When "frame" occurs in a line of the material, copy that line.

BEGIN Data provided

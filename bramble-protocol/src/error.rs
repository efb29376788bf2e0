//! Codec error taxonomy (§4.1, §7 encode errors).

#[derive(Debug, Clone, Copy, PartialEq, Eq, thiserror::Error)]
pub enum CodecError {
    #[error("frame shorter than header or longer than MAX_FRAME")]
    InvalidLength,
    #[error("magic number mismatch")]
    BadMagic,
    #[error("unrecognized message type")]
    UnknownType,
    #[error("source or destination address not in the allowed set")]
    BadAddress,
    #[error("payload length invalid for this message type")]
    BadPayloadLength,
    #[error("encoded frame would not fit in the caller-supplied buffer")]
    BufferTooSmall,
}
//! Best-effort drain of queued diagnostic events (§4.3.1, grounded in the
//! original `event_log_transmitter.h`): sent fire-and-forget since there is
//! no ack to retry against, so the caller's event queue is drained
//! immediately after the send attempt rather than waiting for confirmation.

use bramble_protocol::payload::{EventLogPayload, EventRecord, MAX_EVENT_RECORDS};
use bramble_protocol::{Address, Criticality, MessageType};

use crate::messenger::{MessengerError, ReliableMessenger};
use crate::radio::RadioPort;

pub struct EventLogTransmitter {
    queue: heapless::Vec<EventRecord, MAX_EVENT_RECORDS>,
}

impl Default for EventLogTransmitter {
    fn default() -> Self {
        Self::new()
    }
}

impl EventLogTransmitter {
    pub fn new() -> Self {
        EventLogTransmitter {
            queue: heapless::Vec::new(),
        }
    }

    /// Queue an event. Returns `false` if the queue is full; the caller
    /// decides whether to drop the oldest or the newest entry.
    pub fn push(&mut self, record: EventRecord) -> bool {
        self.queue.push(record).is_ok()
    }

    pub fn pending_count(&self) -> usize {
        self.queue.len()
    }

    /// If anything is queued, send it all in one frame and clear the queue
    /// immediately — there is no ack to wait for, so "sent" and "drained"
    /// happen together.
    pub fn transmit_if_pending<R: RadioPort>(
        &mut self,
        messenger: &mut ReliableMessenger<R>,
        hub: Address,
        now_ms: u32,
        seq_base: u8,
        seq_top: u8,
    ) -> Result<bool, MessengerError> {
        if self.queue.is_empty() {
            return Ok(false);
        }
        let payload = EventLogPayload {
            records: self.queue.clone(),
        };
        let mut buf: heapless::Vec<u8, 247> = heapless::Vec::new();
        payload.to_bytes(&mut buf).ok();

        messenger.send(
            hub,
            MessageType::EventLog,
            Criticality::BestEffort,
            &buf,
            now_ms,
            seq_base,
            seq_top,
        )?;
        self.queue.clear();
        Ok(true)
    }
}

#[cfg(test)]
mod tests {
    use super::*;
    use crate::radio::mock::MockRadio;

    #[test]
    fn drains_the_queue_on_send_with_no_ack_wait() {
        let mut messenger = ReliableMessenger::new(MockRadio::new(), Address::from_u16(7), 128);
        let mut log = EventLogTransmitter::new();
        log.push(EventRecord {
            timestamp: 1,
            code: 2,
            detail: 3,
        });
        assert_eq!(log.pending_count(), 1);

        let sent = log
            .transmit_if_pending(&mut messenger, Address::HUB, 0, 128, 255)
            .unwrap();
        assert!(sent);
        assert_eq!(log.pending_count(), 0);
        assert_eq!(messenger.pending_count(), 0, "best-effort sends never block on an ack");
    }

    #[test]
    fn nothing_queued_sends_nothing() {
        let mut messenger = ReliableMessenger::new(MockRadio::new(), Address::from_u16(7), 128);
        let mut log = EventLogTransmitter::new();
        let sent = log
            .transmit_if_pending(&mut messenger, Address::HUB, 0, 128, 255)
            .unwrap();
        assert!(!sent);
    }
}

END Data provided

» Answer to this task
    #[error("frame shorter than header or longer than MAX_FRAME")]
    #[error("encoded frame would not fit in the caller-supplied buffer")]
    /// If anything is queued, send it all in one frame and clear the queue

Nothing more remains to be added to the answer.